* **What this task involves**: Set all the entries down again, unaltered.

* **Materials provided**:
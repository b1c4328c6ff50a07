/// Abbreviated count for summary lines: `950`, `12.3k`, `1.2M`
pub fn format_compact(count: u64) -> String {
    if count >= 1_000_000 {
        format!("{:.1}M", count as f64 / 1_000_000.0)
    } else if count >= 1_000 {
        format!("{:.1}k", count as f64 / 1_000.0)
    } else {
        count.to_string()
    }
}

/// Full count with thousands separators: `125,000`
pub fn format_thousands(count: u64) -> String {
    let digits = count.to_string();
    let mut out = String::with_capacity(digits.len() + digits.len() / 3);

    for (i, ch) in digits.chars().enumerate() {
        if i > 0 && (digits.len() - i) % 3 == 0 {
            out.push(',');
        }
        out.push(ch);
    }
    out
}

/// Completion rate in [0,1] as a percentage with one decimal: `92.0%`
pub fn format_percent(rate: f64) -> String {
    format!("{:.1}%", rate * 100.0)
}

/// Whole seconds: `420s`
pub fn format_seconds(seconds: u64) -> String {
    format!("{}s", seconds)
}

/// Engagement score with three decimals
pub fn format_score(score: f64) -> String {
    format!("{:.3}", score)
}
use clap::Parser;
use docstats::{Cli, run};

fn main() {
    // Reset SIGPIPE to default behavior to prevent panic on broken pipe
    // (e.g., when piping to `head` or `less` that exits early)
    #[cfg(unix)]
    reset_sigpipe();

    let cli = Cli::parse();
    docstats::logging::init(cli.log_level);

    if let Err(e) = run(cli) {
        eprintln!("Error: {:#}", e);
        std::process::exit(1);
    }
}

#[cfg(unix)]
fn reset_sigpipe() {
    unsafe {
        libc::signal(libc::SIGPIPE, libc::SIG_DFL);
    }
}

* **Your response**:
repository b1c4328c6ff50a07
/// Abbreviated count for summary lines: `950`, `12.3k`, `1.2M`
pub fn format_compact(count: u64) -> String {
    if count >= 1_000_000 {
        format!("{:.1}M", count as f64 / 1_000_000.0)
    } else if count >= 1_000 {
        format!("{:.1}k", count as f64 / 1_000.0)
    } else {
        count.to_string()
    }
}

/// Full count with thousands separators: `125,000`
pub fn format_thousands(count: u64) -> String {
    let digits = count.to_string();
    let mut out = String::with_capacity(digits.len() + digits.len() / 3);

    for (i, ch) in digits.chars().enumerate() {
        if i > 0 && (digits.len() - i) % 3 == 0 {
            out.push(',');
        }
        out.push(ch);
    }
    out
}

/// Completion rate in [0,1] as a percentage with one decimal: `92.0%`
pub fn format_percent(rate: f64) -> String {
    format!("{:.1}%", rate * 100.0)
}

/// Whole seconds: `420s`
pub fn format_seconds(seconds: u64) -> String {
    format!("{}s", seconds)
}

/// Engagement score with three decimals
pub fn format_score(score: f64) -> String {
    format!("{:.3}", score)
}
use clap::Parser;
use docstats::{Cli, run};

fn main() {
    // Reset SIGPIPE to default behavior to prevent panic on broken pipe
    // (e.g., when piping to `head` or `less` that exits early)
    #[cfg(unix)]
    reset_sigpipe();

    let cli = Cli::parse();
    docstats::logging::init(cli.log_level);

    if let Err(e) = run(cli) {
        eprintln!("Error: {:#}", e);
        std::process::exit(1);
    }
}

#[cfg(unix)]
fn reset_sigpipe() {
    unsafe {
        libc::signal(libc::SIGPIPE, libc::SIG_DFL);
    }
}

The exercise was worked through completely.